Ogunsanya, who joined Airtel in 2012 and led the Nigeria Operations for nine years before becoming Group CEO in 2021, played a pivotal role in maintaining double-digit revenue growth and introducing innovative products across the African continent.

Building on his achievements as CEO, including the launch of the company’s first Sustainability Strategy, Ogunsanya will assume the role of the inaugural Chair of the Airtel Africa Charitable Foundation. The foundation, a separate legal entity independent of the Airtel Africa Group, will focus on digital inclusion, financial inclusion, access to education, and environmental protection.

 

Upon his retirement, Ogunsanya will provide advisory support to the Chairman, the Airtel Africa Board, and the CEO for a 12-month period. Simultaneously, Airtel Africa announced the appointment of Sunil Taldar as the Managing Director and Chief Executive Officer to succeed Ogunsanya. Taldar, who joined Airtel Africa in October 2023 as Director – Transformation, will begin the transition to the CEO role alongside Ogunsanya. Following a transition period, Taldar will be appointed to the Board as an Executive Director and assume the role of CEO on July 1, 2024. At that time, Ogunsanya will step down from the Board and retire from the Company.

“On behalf of the Board, I would like to thank Segun Ogansanya for his commitment and significant contribution to Airtel Africa plc as Chief Executive and before that as Managing Director and CEO of Nigeria, our largest market in Africa.

“I am pleased Segun has agreed, following his retirement, to assume the new role as Chair of the Airtel Africa Charitable Foundation, where he will bring his visionary leadership to this new philanthropic initiative to advance development and prosperity across Africa. Segun will retire from the Board with our very best wishes and sincere appreciation for everything he has achieved.

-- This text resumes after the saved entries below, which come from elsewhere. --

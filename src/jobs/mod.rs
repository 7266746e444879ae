//! Job lifecycle: launch from a template, monitor, inspect and cancel
//!
//! [`JobResource`] owns the collaborators every operation needs (transport,
//! editor, secret prompt, sleeper, TTY predicate and progress output) so each
//! one can be replaced with a deterministic stand-in.

pub mod cancel;
pub mod launch;
pub mod models;
pub mod monitor;
pub mod render;
pub mod secrets;
pub mod status;
pub mod variables;

use std::io::{IsTerminal, Write};
use std::sync::Arc;

use serde_json::Value;

use crate::api::Transport;
use crate::error::{JobError, Result};

pub use launch::{LaunchEndpoint, LaunchOptions};
pub use models::{
    CancelOutcome, JobState, JobSummary, JobTemplate, LaunchMetadata, LaunchOutcome,
    LaunchRequest, StatusReport,
};
pub use monitor::{BackoffPolicy, MonitorOptions, PollState, Sleeper, TokioSleeper};
pub use render::{select_renderer, LineRenderer, ProgressRenderer, TtyRenderer};
pub use secrets::{SecretPrompt, TerminalSecretPrompt};
pub use variables::{Editor, ExtraVarsInput, TerminalEditor};

/// Produces the writer progress is rendered to
pub type OutputFactory = Arc<dyn Fn() -> Box<dyn Write + Send> + Send + Sync>;

/// Predicate deciding whether progress output is an interactive terminal
pub type TtyPredicate = Arc<dyn Fn() -> bool + Send + Sync>;

/// Entry point for job operations against one server
#[derive(Clone)]
pub struct JobResource {
    transport: Arc<dyn Transport>,
    editor: Arc<dyn Editor>,
    secrets: Arc<dyn SecretPrompt>,
    sleeper: Arc<dyn Sleeper>,
    is_tty: TtyPredicate,
    output: OutputFactory,
}

impl JobResource {
    /// Create a resource with terminal collaborators and progress on stderr
    pub fn new(transport: Arc<dyn Transport>) -> Self {
        Self {
            transport,
            editor: Arc::new(TerminalEditor::default()),
            secrets: Arc::new(TerminalSecretPrompt),
            sleeper: Arc::new(TokioSleeper),
            is_tty: Arc::new(|| std::io::stderr().is_terminal()),
            output: Arc::new(|| Box::new(std::io::stderr())),
        }
    }

    pub fn with_editor(mut self, editor: Arc<dyn Editor>) -> Self {
        self.editor = editor;
        self
    }

    pub fn with_secret_prompt(mut self, secrets: Arc<dyn SecretPrompt>) -> Self {
        self.secrets = secrets;
        self
    }

    pub fn with_sleeper(mut self, sleeper: Arc<dyn Sleeper>) -> Self {
        self.sleeper = sleeper;
        self
    }

    /// Replace the TTY predicate; it is evaluated once per monitor call
    pub fn with_tty_predicate<F>(mut self, predicate: F) -> Self
    where
        F: Fn() -> bool + Send + Sync + 'static,
    {
        self.is_tty = Arc::new(predicate);
        self
    }

    pub fn with_output<F>(mut self, output: F) -> Self
    where
        F: Fn() -> Box<dyn Write + Send> + Send + Sync + 'static,
    {
        self.output = Arc::new(output);
        self
    }

    async fn fetch_job(&self, job_id: u64) -> Result<Value> {
        self.transport
            .get(&job_path(job_id))
            .await
            .map_err(|e| describe_not_found(e, || format!("job {} does not exist", job_id)))
    }
}

impl std::fmt::Debug for JobResource {
    fn fmt(&self, f: &mut std::fmt::Formatter<'_>) -> std::fmt::Result {
        f.debug_struct("JobResource").finish_non_exhaustive()
    }
}

pub(crate) fn job_path(job_id: u64) -> String {
    format!("/jobs/{}/", job_id)
}

/// Give a bare 404 a message naming the missing resource
pub(crate) fn describe_not_found<F>(err: JobError, describe: F) -> JobError
where
    F: FnOnce() -> String,
{
    match err {
        JobError::NotFound(_) => JobError::not_found(describe()),
        other => other,
    }
}
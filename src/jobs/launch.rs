//! Launching jobs from templates

use std::collections::BTreeMap;
use std::time::Duration;

use serde_json::{json, Value};
use tracing::{debug, info};

use crate::api::Transport;
use crate::error::{JobError, Result};
use crate::jobs::models::{id_field, JobTemplate, LaunchMetadata, LaunchOutcome, LaunchRequest};
use crate::jobs::monitor::MonitorOptions;
use crate::jobs::secrets::collect_secrets;
use crate::jobs::variables::{resolve_extra_vars, ExtraVarsInput};
use crate::jobs::{describe_not_found, JobResource};

/// Launch parameters
#[derive(Debug)]
pub struct LaunchOptions {
    /// Call-time extra variables; take precedence over everything else
    pub extra_vars: Option<ExtraVarsInput>,
    /// Suppress the extra-variables editor
    pub no_input: bool,
    /// Poll the new job to completion
    pub monitor: bool,
    /// Monitoring timeout
    pub timeout: Option<Duration>,
}

impl Default for LaunchOptions {
    fn default() -> Self {
        Self {
            extra_vars: None,
            no_input: true,
            monitor: false,
            timeout: None,
        }
    }
}

impl LaunchOptions {
    pub fn with_extra_vars(mut self, extra_vars: ExtraVarsInput) -> Self {
        self.extra_vars = Some(extra_vars);
        self
    }

    pub fn with_no_input(mut self, no_input: bool) -> Self {
        self.no_input = no_input;
        self
    }

    pub fn with_monitor(mut self, monitor: bool, timeout: Option<Duration>) -> Self {
        self.monitor = monitor;
        self.timeout = timeout;
        self
    }
}

/// Where a launch is submitted
#[derive(Debug, Clone, PartialEq, Eq)]
pub enum LaunchEndpoint {
    /// The template's own launch sub-resource
    Direct { url: String },
    /// Older servers: a job record created up front, then started
    Legacy { job_id: u64, start_url: String },
}

impl LaunchEndpoint {
    /// The template's launch link, when the server advertises one
    pub fn direct(template: &JobTemplate) -> Option<Self> {
        template.launch_url().map(|url| LaunchEndpoint::Direct {
            url: url.to_string(),
        })
    }

    /// Create a job record from the template on servers without a launch link.
    ///
    /// `extra_vars` is bound to the new record.
    pub async fn create_job(
        transport: &dyn Transport,
        template: &JobTemplate,
        extra_vars: Option<&str>,
    ) -> Result<Self> {
        debug!(template_id = template.id, "No launch link, creating job record");
        let mut body = json!({ "job_template": template.id });
        if let Some(extra_vars) = extra_vars {
            body["extra_vars"] = json!(extra_vars);
        }

        let created = transport.post("/jobs/", &body).await?;
        let job_id = id_field(&created, "id").ok_or_else(|| {
            JobError::unexpected("job creation response did not include an id")
        })?;

        Ok(LaunchEndpoint::Legacy {
            job_id,
            start_url: format!("/jobs/{}/start/", job_id),
        })
    }

    pub fn url(&self) -> &str {
        match self {
            LaunchEndpoint::Direct { url } => url,
            LaunchEndpoint::Legacy { start_url, .. } => start_url,
        }
    }

    /// Identify the started job from the submission response
    pub fn job_id_from(&self, response: &Value) -> Result<u64> {
        match self {
            LaunchEndpoint::Direct { .. } => id_field(response, "job")
                .or_else(|| id_field(response, "id"))
                .ok_or_else(|| JobError::unexpected("launch response did not include a job id")),
            LaunchEndpoint::Legacy { job_id, .. } => {
                Ok(id_field(response, "id").unwrap_or(*job_id))
            }
        }
    }
}

impl JobResource {
    /// Launch a job from a template.
    ///
    /// Returns `{changed: true, id}`; with `monitor` set the final status of
    /// the job is included as well.
    pub async fn launch(&self, template_id: u64, options: LaunchOptions) -> Result<LaunchOutcome> {
        let template = self.fetch_template(template_id).await?;
        let LaunchOptions {
            extra_vars,
            no_input,
            monitor,
            timeout,
        } = options;

        // without a launch link the variables are bound when the job record is created
        let (endpoint, metadata, extra_vars) = match LaunchEndpoint::direct(&template) {
            Some(endpoint) => {
                let metadata = self.fetch_launch_metadata(&endpoint).await?;
                let defaults = template.with_launch_defaults(&metadata);
                let extra_vars =
                    resolve_extra_vars(&defaults, extra_vars, no_input, self.editor.as_ref())?;
                (endpoint, metadata, extra_vars)
            }
            None => {
                let extra_vars =
                    resolve_extra_vars(&template, extra_vars, no_input, self.editor.as_ref())?;
                let endpoint = LaunchEndpoint::create_job(
                    self.transport.as_ref(),
                    &template,
                    extra_vars.as_deref(),
                )
                .await?;
                let metadata = self.fetch_launch_metadata(&endpoint).await?;
                (endpoint, metadata, extra_vars)
            }
        };

        let passwords = if metadata.passwords_needed_to_start.is_empty() {
            BTreeMap::new()
        } else {
            collect_secrets(self.secrets.as_ref(), &metadata.passwords_needed_to_start)?
        };

        let request = LaunchRequest {
            extra_vars,
            passwords,
        };
        debug!(template_id, request = ?request, "Submitting launch");
        let response = self
            .transport
            .post(endpoint.url(), &serde_json::to_value(&request)?)
            .await?;
        let job_id = endpoint.job_id_from(&response)?;

        info!(template_id, job_id, template = %template.name, "Launched job");

        let mut outcome = LaunchOutcome {
            changed: true,
            id: job_id,
            status: None,
        };
        if monitor {
            let options = MonitorOptions::default().with_timeout(timeout);
            outcome.status = Some(self.monitor(job_id, options).await?);
        }
        Ok(outcome)
    }

    async fn fetch_template(&self, template_id: u64) -> Result<JobTemplate> {
        let body = self
            .transport
            .get(&format!("/job_templates/{}/", template_id))
            .await
            .map_err(|e| {
                describe_not_found(e, || format!("job template {} does not exist", template_id))
            })?;
        Ok(serde_json::from_value(body)?)
    }

    async fn fetch_launch_metadata(&self, endpoint: &LaunchEndpoint) -> Result<LaunchMetadata> {
        match self.transport.get(endpoint.url()).await? {
            Value::Null => Ok(LaunchMetadata::default()),
            body => Ok(serde_json::from_value(body)?),
        }
    }
}
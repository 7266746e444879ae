//! Extra-variable resolution for launches

use std::fs::File;
use std::io::Read;
use std::path::Path;

use tracing::debug;

use crate::error::{JobError, Result};
use crate::jobs::models::JobTemplate;

/// Comment block placed above the template defaults in the editor buffer
pub const EDITOR_HINT: &str =
    "# Specify extra variables (if any) here.\n# Lines beginning with \"#\" are ignored.\n";

/// Interactive text editing capability
pub trait Editor: Send + Sync {
    /// Let the user edit `initial` and return the resulting text.
    /// A dismissed session yields an empty string.
    fn edit(&self, initial: &str) -> Result<String>;
}

/// Editor that opens `$VISUAL` / `$EDITOR` on a temporary file
#[derive(Debug, Clone)]
pub struct TerminalEditor {
    extension: String,
}

impl Default for TerminalEditor {
    fn default() -> Self {
        Self {
            extension: ".yml".to_string(),
        }
    }
}

impl Editor for TerminalEditor {
    fn edit(&self, initial: &str) -> Result<String> {
        let edited = dialoguer::Editor::new()
            .extension(&self.extension)
            .require_save(true)
            .edit(initial)?;
        Ok(edited.unwrap_or_default())
    }
}

/// Call-time extra variables: inline text or a readable source
pub enum ExtraVarsInput {
    Inline(String),
    Reader(Box<dyn Read + Send>),
}

impl std::fmt::Debug for ExtraVarsInput {
    fn fmt(&self, f: &mut std::fmt::Formatter<'_>) -> std::fmt::Result {
        match self {
            ExtraVarsInput::Inline(text) => f.debug_tuple("Inline").field(text).finish(),
            ExtraVarsInput::Reader(_) => f.write_str("Reader(..)"),
        }
    }
}

impl ExtraVarsInput {
    pub fn from_file<P: AsRef<Path>>(path: P) -> Result<Self> {
        let path = path.as_ref();
        let file = File::open(path).map_err(|e| {
            JobError::tool(format!(
                "cannot read extra variables from {}: {}",
                path.display(),
                e
            ))
        })?;
        Ok(ExtraVarsInput::Reader(Box::new(file)))
    }

    /// Interpret a command-line value: `@-` reads stdin, `@path` reads a file,
    /// anything else is inline text.
    pub fn from_cli_value(value: &str) -> Result<Self> {
        match value.strip_prefix('@') {
            Some("-") => Ok(ExtraVarsInput::Reader(Box::new(std::io::stdin()))),
            Some(path) if !path.is_empty() => Self::from_file(path),
            _ => Ok(ExtraVarsInput::Inline(value.to_string())),
        }
    }

    /// Consume the input, reading a file-like source to its end
    pub fn into_text(self) -> Result<String> {
        match self {
            ExtraVarsInput::Inline(text) => Ok(text),
            ExtraVarsInput::Reader(mut reader) => {
                let mut text = String::new();
                reader.read_to_string(&mut text)?;
                Ok(text)
            }
        }
    }
}

/// Drop comment lines at the top of an edited buffer, keeping the rest verbatim
pub fn strip_leading_comments(text: &str) -> &str {
    let mut rest = text;
    while rest.starts_with('#') {
        rest = match rest.find('\n') {
            Some(end) => &rest[end + 1..],
            None => "",
        };
    }
    rest
}

/// Decide the extra variables submitted with a launch.
///
/// Call-time input wins verbatim. Without it, a template that asks for
/// variables on launch opens the editor unless `no_input` is set. Otherwise the
/// template default is used, or nothing when the template has none.
pub fn resolve_extra_vars(
    template: &JobTemplate,
    input: Option<ExtraVarsInput>,
    no_input: bool,
    editor: &dyn Editor,
) -> Result<Option<String>> {
    if let Some(input) = input {
        debug!(template_id = template.id, "Using call-time extra variables");
        return input.into_text().map(Some);
    }

    if template.ask_variables_on_launch && !no_input {
        debug!(template_id = template.id, "Prompting for extra variables");
        let initial = format!(
            "{}{}",
            EDITOR_HINT,
            template.extra_vars.as_deref().unwrap_or_default()
        );
        let edited = editor.edit(&initial)?;
        return Ok(Some(strip_leading_comments(&edited).to_string()));
    }

    Ok(template.extra_vars.clone())
}
//! Client configuration loaded from `JOBCTL_*` environment variables

use std::time::Duration;

use url::Url;

use crate::error::{JobError, Result};

const DEFAULT_HOST: &str = "http://127.0.0.1";
const DEFAULT_TIMEOUT_SECS: u64 = 30;

/// Connection settings for the job-management server
#[derive(Debug, Clone)]
pub struct ClientConfig {
    pub host: Url,
    pub username: Option<String>,
    pub password: Option<String>,
    pub verify_ssl: bool,
    pub request_timeout: Duration,
}

impl ClientConfig {
    /// Build the configuration from `JOBCTL_*` environment variables.
    ///
    /// Call `dotenv().ok()` first if a `.env` file should be honoured.
    pub fn from_env() -> Result<Self> {
        Self::from_lookup(|key| std::env::var(key).ok())
    }

    /// Same as [`ClientConfig::from_env`] but reading through `lookup`.
    pub fn from_lookup<F>(lookup: F) -> Result<Self>
    where
        F: Fn(&str) -> Option<String>,
    {
        let host = parse_host(
            &lookup("JOBCTL_HOST").unwrap_or_else(|| DEFAULT_HOST.to_owned()),
        )?;

        let verify_ssl = match lookup("JOBCTL_VERIFY_SSL") {
            Some(raw) => parse_bool(&raw).ok_or_else(|| {
                JobError::configuration(format!("JOBCTL_VERIFY_SSL must be true or false, got '{}'", raw))
            })?,
            None => true,
        };

        let request_timeout = match lookup("JOBCTL_TIMEOUT_SECS") {
            Some(raw) => raw
                .trim()
                .parse::<u64>()
                .map(Duration::from_secs)
                .map_err(|_| {
                    JobError::configuration(format!("JOBCTL_TIMEOUT_SECS must be a number, got '{}'", raw))
                })?,
            None => Duration::from_secs(DEFAULT_TIMEOUT_SECS),
        };

        Ok(Self {
            host,
            username: lookup("JOBCTL_USERNAME").filter(|v| !v.is_empty()),
            password: lookup("JOBCTL_PASSWORD").filter(|v| !v.is_empty()),
            verify_ssl,
            request_timeout,
        })
    }

    /// Replace the host, accepting a bare hostname as well as a full URL
    pub fn with_host(mut self, host: &str) -> Result<Self> {
        self.host = parse_host(host)?;
        Ok(self)
    }
}

/// Parse a server host; a missing scheme means `https://`
pub fn parse_host(raw: &str) -> Result<Url> {
    let raw = raw.trim();
    if raw.is_empty() {
        return Err(JobError::configuration("host must not be empty"));
    }

    let candidate = if raw.contains("://") {
        raw.to_owned()
    } else {
        format!("https://{}", raw)
    };

    let url = Url::parse(&candidate)
        .map_err(|e| JobError::configuration(format!("invalid host '{}': {}", raw, e)))?;

    match url.scheme() {
        "http" | "https" => Ok(url),
        other => Err(JobError::configuration(format!(
            "unsupported scheme '{}' in host '{}'",
            other, raw
        ))),
    }
}

fn parse_bool(raw: &str) -> Option<bool> {
    match raw.trim().to_ascii_lowercase().as_str() {
        "1" | "true" | "yes" | "on" => Some(true),
        "0" | "false" | "no" | "off" => Some(false),
        _ => None,
    }
}
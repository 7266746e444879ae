//! Request contract consumed by the job operations, plus its reqwest implementation

use async_trait::async_trait;
use reqwest::{Client, Method, Response};
use serde_json::Value;
use tracing::debug;
use url::Url;

use crate::config::ClientConfig;
use crate::error::{JobError, Result};

const API_PREFIX: &str = "/api/v1";

/// Minimal HTTP surface the job operations need.
///
/// Implementations return the parsed JSON body of a 2xx response (`Value::Null`
/// for an empty body) and map every other status onto a [`JobError`].
#[async_trait]
pub trait Transport: Send + Sync {
    async fn get(&self, path: &str) -> Result<Value>;

    async fn post(&self, path: &str, body: &Value) -> Result<Value>;
}

/// Transport backed by a reqwest client
#[derive(Debug, Clone)]
pub struct HttpTransport {
    /// Server base URL
    host: Url,
    /// HTTP client for making requests
    client: Client,
    /// Optional basic-auth credentials
    credentials: Option<(String, String)>,
}

impl HttpTransport {
    /// Create a transport from client configuration
    pub fn new(config: &ClientConfig) -> Result<Self> {
        let client = Client::builder()
            .timeout(config.request_timeout)
            .danger_accept_invalid_certs(!config.verify_ssl)
            .build()
            .map_err(JobError::from)?;

        let credentials = match (&config.username, &config.password) {
            (Some(user), Some(pass)) => Some((user.clone(), pass.clone())),
            (Some(user), None) => Some((user.clone(), String::new())),
            _ => None,
        };

        Ok(Self {
            host: config.host.clone(),
            client,
            credentials,
        })
    }

    /// Resolve an endpoint path against the configured host.
    ///
    /// Absolute URLs pass through, `/api/...` paths (as found in `related`
    /// links) attach to the host, anything else gets the API version prefix.
    pub fn url_for(&self, path: &str) -> Result<Url> {
        if path.starts_with("http://") || path.starts_with("https://") {
            return Url::parse(path)
                .map_err(|e| JobError::unexpected(format!("invalid URL '{}': {}", path, e)));
        }

        let path = if path.starts_with('/') {
            path.to_owned()
        } else {
            format!("/{}", path)
        };
        let full_path = if path.starts_with("/api/") {
            path
        } else {
            format!("{}{}", API_PREFIX, path)
        };

        let base = self.host.as_str().trim_end_matches('/');
        Url::parse(&format!("{}{}", base, full_path))
            .map_err(|e| JobError::unexpected(format!("invalid URL '{}': {}", full_path, e)))
    }

    async fn send(&self, method: Method, path: &str, body: Option<&Value>) -> Result<Value> {
        let url = self.url_for(path)?;
        debug!(method = %method, url = %url, "Sending request");

        let mut request = self.client.request(method.clone(), url.clone());
        if let Some((user, pass)) = &self.credentials {
            request = request.basic_auth(user, Some(pass));
        }
        if let Some(body) = body {
            request = request.json(body);
        }

        let response = request.send().await?;
        debug!(method = %method, url = %url, status = response.status().as_u16(), "Received response");
        Self::into_json(response).await
    }

    async fn into_json(response: Response) -> Result<Value> {
        let status = response.status();
        let text = response.text().await?;

        if !status.is_success() {
            let message = if text.trim().is_empty() {
                status
                    .canonical_reason()
                    .unwrap_or("Unknown error")
                    .to_string()
            } else {
                text
            };
            return Err(JobError::from_status(status.as_u16(), message));
        }

        if text.trim().is_empty() {
            return Ok(Value::Null);
        }
        Ok(serde_json::from_str(&text)?)
    }
}

#[async_trait]
impl Transport for HttpTransport {
    async fn get(&self, path: &str) -> Result<Value> {
        self.send(Method::GET, path, None).await
    }

    async fn post(&self, path: &str, body: &Value) -> Result<Value> {
        self.send(Method::POST, path, Some(body)).await
    }
}
//! Job cancellation

use serde_json::json;
use tracing::{info, warn};

use crate::error::{JobError, Result};
use crate::jobs::models::CancelOutcome;
use crate::jobs::JobResource;

impl JobResource {
    /// Ask the server to cancel a job.
    ///
    /// A job that is no longer cancelable answers "method not allowed"; that
    /// is reported as `changed: false`, or as an error when
    /// `fail_if_not_running` is set.
    pub async fn cancel(&self, job_id: u64, fail_if_not_running: bool) -> Result<CancelOutcome> {
        let path = format!("/jobs/{}/cancel/", job_id);

        match self.transport.post(&path, &json!({})).await {
            Ok(_) => {
                info!(job_id, "Cancellation accepted");
                Ok(CancelOutcome { changed: true })
            }
            Err(JobError::MethodNotAllowed(_)) if fail_if_not_running => {
                warn!(job_id, "Cancellation rejected, job is not running");
                Err(JobError::tool("Job not running."))
            }
            Err(JobError::MethodNotAllowed(_)) => {
                info!(job_id, "Job is not running, nothing to cancel");
                Ok(CancelOutcome { changed: false })
            }
            Err(e) => Err(e),
        }
    }
}
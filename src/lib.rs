//! jobctl - launch and follow automation jobs on a job-management server
//!
//! The library exposes the job lifecycle operations (launch, monitor, status,
//! cancel) over an injectable HTTP transport; the `jobctl` binary wires them to
//! a command line.

pub mod api;
pub mod config;
pub mod error;
pub mod jobs;
pub mod logging;

// Re-export commonly used types
pub use api::{HttpTransport, Transport};
pub use config::ClientConfig;
pub use error::{JobError, Result};
pub use jobs::{JobResource, LaunchOptions, MonitorOptions};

“The Board is delighted to appoint Sunil Taldar as the Group’s next Chief Executive Officer. His industry experience, strategic vision, constant customer focus and proven record of delivery will enable him to deliver our strategic objectives and to lead the Group in the next stages of its development.
In respect of the transition period, Segun continues to lead the business very effectively as seen in our financial results. Given that Sunil Taldar has already joined the Group, we are confident that we will have an orderly leadership transition and handover of responsibilities.

Sunil Bharti Mittal, Chairman, Airtel Africa plc

It has been a privilege to spend over 12 years of my career at Airtel Africa and I am proud of what we have delivered for customers across Africa.

We continue to transform lives. Now is the right time for me to handover to a new leader who can build on Airtel Africa’s strengths and deliver on the significant opportunities ahead as I pursue my renewed interest in the empowerment of Africans through digital and financial inclusion in a different capacity beyond the boundaries of for-profit organizations. This has been my ambition after a successful career spanning over 35 years in Banking, FMCG and Telecommunications”.